At a quick count, I get 89 CAs and about 5 KB of data, compared with about 2 KB currently in an Endpoint - and that for something for which, as far as I know, we have no uses, and which would be duplicated several thousand times over. For the BDII I think publishing that would not make any sense. Stephen -- Scanned by iCritical.

An ideal design might be to support named collections of CAs where any number of services across an entire federation can reference these named collections. A detailed description of what is in a named collections would only need to exist in one place within a federation. First I think it's important to confirm that we indeed have NO uses for this today. Does anyone know of any? Second I would propose that we open up the floor to proposed solutions. Discussing a proposed solution, and even coming to a consensus, doesn't mean we have to change the current GLUE 2 specification. The community can first try to implement a consensus solution, or multiple solutions, and at some future point decide which of these we want to integrate into a future GLUE2 revision. In short, we need to confirm we aren't breaking any known uses and implementations while we explore solutions.

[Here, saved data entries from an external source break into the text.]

//! Configuration layer: typed settings with layered precedence (file → env → CLI).

use std::{net::SocketAddr, num::NonZeroUsize, path::PathBuf, str::FromStr, time::Duration};

use clap::{Args, Parser, Subcommand, builder::BoolishValueParser};
use config::{Config, Environment, File};
use serde::Deserialize;
use thiserror::Error;
use tracing::level_filters::LevelFilter;

use crate::cache::{InvalidationRule, RouteTags};

const DEFAULT_CONFIG_BASENAME: &str = "config/default";
const LOCAL_CONFIG_BASENAME: &str = "menu-cache";
const ENV_PREFIX: &str = "MENU_CACHE";
const DEFAULT_HOST: &str = "127.0.0.1";
const DEFAULT_PORT: u16 = 3000;
const DEFAULT_GRACEFUL_SHUTDOWN_SECS: u64 = 30;
const DEFAULT_RESPONSE_TTL_SECS: u64 = 300;
const DEFAULT_QUERY_TTL_SECS: u64 = 600;
const DEFAULT_SWEEP_INTERVAL_SECS: u64 = 60;
const DEFAULT_MAX_BODY_BYTES: usize = 1024 * 1024;

/// Command-line arguments for the menu-cache binary.
#[derive(Debug, Parser)]
#[command(
    name = "menu-cache",
    version,
    about = "Caching HTTP front for the QR menu service"
)]
pub struct CliArgs {
    /// Optional path to a configuration file.
    #[arg(long = "config-file", env = "MENU_CACHE_CONFIG_FILE", value_name = "PATH")]
    pub config_file: Option<PathBuf>,

    #[command(subcommand)]
    pub command: Option<Command>,
}

#[derive(Debug, Subcommand, Clone)]
pub enum Command {
    /// Run the HTTP service.
    Serve(Box<ServeArgs>),
}

#[derive(Debug, Args, Default, Clone)]
pub struct ServeArgs {
    #[command(flatten)]
    pub overrides: ServeOverrides,
}

#[derive(Debug, Args, Default, Clone)]
pub struct ServeOverrides {
    /// Override the listener host.
    #[arg(long = "server-host", value_name = "HOST")]
    pub server_host: Option<String>,

    /// Override the listener port.
    #[arg(long = "server-port", value_name = "PORT")]
    pub server_port: Option<u16>,

    /// Override the graceful shutdown timeout.
    #[arg(long = "server-graceful-shutdown-seconds", value_name = "SECONDS")]
    pub server_graceful_shutdown_seconds: Option<u64>,

    /// Override the base log level (trace|debug|info|warn|error).
    #[arg(long = "log-level", value_name = "LEVEL")]
    pub log_level: Option<String>,

    /// Toggle JSON logging.
    #[arg(
        long = "log-json",
        value_name = "BOOL",
        value_parser = BoolishValueParser::new()
    )]
    pub log_json: Option<bool>,

    /// Enable or disable response caching.
    #[arg(
        long = "cache-enabled",
        value_name = "BOOL",
        value_parser = BoolishValueParser::new()
    )]
    pub cache_enabled: Option<bool>,

    /// Override the response cache TTL.
    #[arg(long = "cache-response-ttl-seconds", value_name = "SECONDS")]
    pub cache_response_ttl_seconds: Option<u64>,

    /// Override the query cache TTL.
    #[arg(long = "cache-query-ttl-seconds", value_name = "SECONDS")]
    pub cache_query_ttl_seconds: Option<u64>,

    /// Override the expired-entry sweep interval.
    #[arg(long = "cache-sweep-interval-seconds", value_name = "SECONDS")]
    pub cache_sweep_interval_seconds: Option<u64>,
}

/// Fully-resolved deployment settings after precedence resolution and validation.
#[derive(Debug, Clone)]
pub struct Settings {
    pub server: ServerSettings,
    pub logging: LoggingSettings,
    pub cache: CacheSettings,
}

#[derive(Debug, Clone)]
pub struct ServerSettings {
    pub addr: SocketAddr,
    pub graceful_shutdown: Duration,
}

#[derive(Debug, Clone)]
pub struct LoggingSettings {
    pub level: LevelFilter,
    pub format: LogFormat,
}

#[derive(Debug, Clone, Copy)]
pub enum LogFormat {
    Json,
    Compact,
}

#[derive(Debug, Clone)]
pub struct CacheSettings {
    pub enabled: bool,
    pub response_ttl: Duration,
    pub query_ttl: Duration,
    pub sweep_interval: Duration,
    pub max_body_bytes: NonZeroUsize,
    pub invalidation: Vec<InvalidationRule>,
    pub routes: Vec<RouteTags>,
}

#[derive(Debug, Error)]
pub enum LoadError {
    #[error("failed to build configuration: {0}")]
    Build(#[from] config::ConfigError),
    #[error("invalid configuration for `{key}`: {reason}")]
    Invalid { key: &'static str, reason: String },
}

impl LoadError {
    fn invalid(key: &'static str, reason: impl Into<String>) -> Self {
        Self::Invalid {
            key,
            reason: reason.into(),
        }
    }
}

/// Load settings using the configured precedence (file → environment → CLI).
pub fn load(cli: &CliArgs) -> Result<Settings, LoadError> {
    let mut builder = Config::builder()
        .add_source(File::with_name(DEFAULT_CONFIG_BASENAME).required(false))
        .add_source(File::with_name(LOCAL_CONFIG_BASENAME).required(false));

    if let Some(path) = cli.config_file.as_ref() {
        builder = builder.add_source(File::from(path.as_path()).required(true));
    }

    builder = builder.add_source(Environment::with_prefix(ENV_PREFIX).separator("__"));

    let mut raw: RawSettings = builder.build()?.try_deserialize()?;

    match cli.command.as_ref() {
        Some(Command::Serve(args)) => raw.apply_serve_overrides(&args.overrides),
        None => raw.apply_serve_overrides(&ServeOverrides::default()),
    }

    Settings::from_raw(raw)
}

/// Resolve configuration using the process arguments, returning both for downstream use.
pub fn load_with_cli() -> Result<(CliArgs, Settings), LoadError> {
    let args = CliArgs::parse();
    let settings = load(&args)?;
    Ok((args, settings))
}

#[derive(Debug, Clone, Deserialize, Default)]
#[serde(default)]
struct RawSettings {
    server: RawServerSettings,
    logging: RawLoggingSettings,
    cache: RawCacheSettings,
}

impl RawSettings {
    fn apply_serve_overrides(&mut self, overrides: &ServeOverrides) {
        if let Some(host) = overrides.server_host.as_ref() {
            self.server.host = Some(host.clone());
        }
        if let Some(port) = overrides.server_port {
            self.server.port = Some(port);
        }
        if let Some(seconds) = overrides.server_graceful_shutdown_seconds {
            self.server.graceful_shutdown_seconds = Some(seconds);
        }
        if let Some(level) = overrides.log_level.as_ref() {
            self.logging.level = Some(level.clone());
        }
        if let Some(json) = overrides.log_json {
            self.logging.json = Some(json);
        }
        if let Some(enabled) = overrides.cache_enabled {
            self.cache.enabled = Some(enabled);
        }
        if let Some(seconds) = overrides.cache_response_ttl_seconds {
            self.cache.response_ttl_seconds = Some(seconds);
        }
        if let Some(seconds) = overrides.cache_query_ttl_seconds {
            self.cache.query_ttl_seconds = Some(seconds);
        }
        if let Some(seconds) = overrides.cache_sweep_interval_seconds {
            self.cache.sweep_interval_seconds = Some(seconds);
        }
    }
}

impl Settings {
    fn from_raw(raw: RawSettings) -> Result<Self, LoadError> {
        let RawSettings {
            server,
            logging,
            cache,
        } = raw;

        Ok(Self {
            server: build_server_settings(server)?,
            logging: build_logging_settings(logging)?,
            cache: build_cache_settings(cache)?,
        })
    }
}

fn build_server_settings(server: RawServerSettings) -> Result<ServerSettings, LoadError> {
    let host = server.host.unwrap_or_else(|| DEFAULT_HOST.to_string());
    let port = server.port.unwrap_or(DEFAULT_PORT);
    if port == 0 {
        return Err(LoadError::invalid(
            "server.port",
            "port must be greater than zero",
        ));
    }

    let addr =
        parse_socket_addr(&host, port).map_err(|reason| LoadError::invalid("server.addr", reason))?;

    let graceful_secs = server
        .graceful_shutdown_seconds
        .unwrap_or(DEFAULT_GRACEFUL_SHUTDOWN_SECS);

    Ok(ServerSettings {
        addr,
        graceful_shutdown: non_zero_secs(graceful_secs, "server.graceful_shutdown_seconds")?,
    })
}

fn build_logging_settings(logging: RawLoggingSettings) -> Result<LoggingSettings, LoadError> {
    let level = match logging.level {
        Some(level) => LevelFilter::from_str(level.as_str()).map_err(|err| {
            LoadError::invalid("logging.level", format!("failed to parse: {err}"))
        })?,
        None => LevelFilter::INFO,
    };

    let format = if logging.json.unwrap_or(false) {
        LogFormat::Json
    } else {
        LogFormat::Compact
    };

    Ok(LoggingSettings { level, format })
}

fn build_cache_settings(cache: RawCacheSettings) -> Result<CacheSettings, LoadError> {
    let response_ttl = non_zero_secs(
        cache
            .response_ttl_seconds
            .unwrap_or(DEFAULT_RESPONSE_TTL_SECS),
        "cache.response_ttl_seconds",
    )?;
    let query_ttl = non_zero_secs(
        cache.query_ttl_seconds.unwrap_or(DEFAULT_QUERY_TTL_SECS),
        "cache.query_ttl_seconds",
    )?;
    let sweep_interval = non_zero_secs(
        cache
            .sweep_interval_seconds
            .unwrap_or(DEFAULT_SWEEP_INTERVAL_SECS),
        "cache.sweep_interval_seconds",
    )?;
    let max_body_bytes = NonZeroUsize::new(cache.max_body_bytes.unwrap_or(DEFAULT_MAX_BODY_BYTES))
        .ok_or_else(|| LoadError::invalid("cache.max_body_bytes", "must be greater than zero"))?;

    for rule in &cache.invalidation {
        validate_rule(&rule.pattern, &rule.tables, "cache.invalidation")?;
    }
    for route in &cache.routes {
        validate_rule(&route.pattern, &route.tags, "cache.routes")?;
    }

    Ok(CacheSettings {
        enabled: cache.enabled.unwrap_or(true),
        response_ttl,
        query_ttl,
        sweep_interval,
        max_body_bytes,
        invalidation: cache.invalidation,
        routes: cache.routes,
    })
}

#[derive(Debug, Clone, Deserialize, Default)]
#[serde(default)]
struct RawServerSettings {
    host: Option<String>,
    port: Option<u16>,
    graceful_shutdown_seconds: Option<u64>,
}

#[derive(Debug, Clone, Deserialize, Default)]
#[serde(default)]
struct RawLoggingSettings {
    level: Option<String>,
    json: Option<bool>,
}

#[derive(Debug, Clone, Deserialize, Default)]
#[serde(default)]
struct RawCacheSettings {
    enabled: Option<bool>,
    response_ttl_seconds: Option<u64>,
    query_ttl_seconds: Option<u64>,
    sweep_interval_seconds: Option<u64>,
    max_body_bytes: Option<usize>,
    invalidation: Vec<InvalidationRule>,
    routes: Vec<RouteTags>,
}

fn parse_socket_addr(host: &str, port: u16) -> Result<SocketAddr, String> {
    let candidate = format!("{host}:{port}");
    candidate
        .parse()
        .map_err(|err| format!("invalid address `{candidate}`: {err}"))
}

fn non_zero_secs(value: u64, key: &'static str) -> Result<Duration, LoadError> {
    if value == 0 {
        return Err(LoadError::invalid(key, "must be greater than zero"));
    }
    Ok(Duration::from_secs(value))
}

fn validate_rule(pattern: &str, values: &[String], key: &'static str) -> Result<(), LoadError> {
    if pattern.trim().is_empty() {
        return Err(LoadError::invalid(key, "pattern must not be empty"));
    }
    if values.is_empty() || values.iter().any(|value| value.trim().is_empty()) {
        return Err(LoadError::invalid(
            key,
            format!("`{pattern}` needs at least one non-empty name"),
        ));
    }
    Ok(())
}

JP On Nov 1, 2012, at 2:50 PM, <stephen.burke@stfc.ac.uk> wrote:
JP Navarro [mailto:navarro@mcs.anl.gov] said:
Could these strings be a hash of a DN?
That wouldn't help much, the problem is the number of CAs more than the length of each one.
How many TrustedCAs are we thinking might need to be published for each endpoint, and how much data is that really? Do we think it would significantly impact the performance of our information systems to publish multiple collections of TrustedCA strings?
At a quick count, I get 89 CAs and about 5 KB of data, compared with about 2 KB currently in an Endpoint - and that for something for which, as far as I know, we have no uses, and which would be duplicated several thousand times over. For the BDII I think publishing that would not make any sense.
Stephen
-- Scanned by iCritical.

JP Navarro [mailto:navarro@mcs.anl.gov] said:
First I think it's important to confirm that we indeed have NO uses for this today. Does anyone know of any?
glite certainly doesn't because GLUE 1 doesn't have the information at all. And it isn't an issue because in practice sites do just install all the standard CAs - partly because most sites support WLCG and they probably insist that all their CAs are allowed by all sites. I can see that there could be special cases where e.g. you have a site with funding specifically for national users, but we shouldn't need to require all sites to publish a large amount of data to support that.
Discussing a proposed solution, and even coming to a consensus, doesn't mean we have to change the current GLUE 2 specification.
The specification was intended to cover it already, so at most I would say that it's a clarification. Revising the specification is potentially possible, but as I've said about other things that's something with a multi-year timescale which can't alter what we have in production now. Stephen -- Scanned by iCritical.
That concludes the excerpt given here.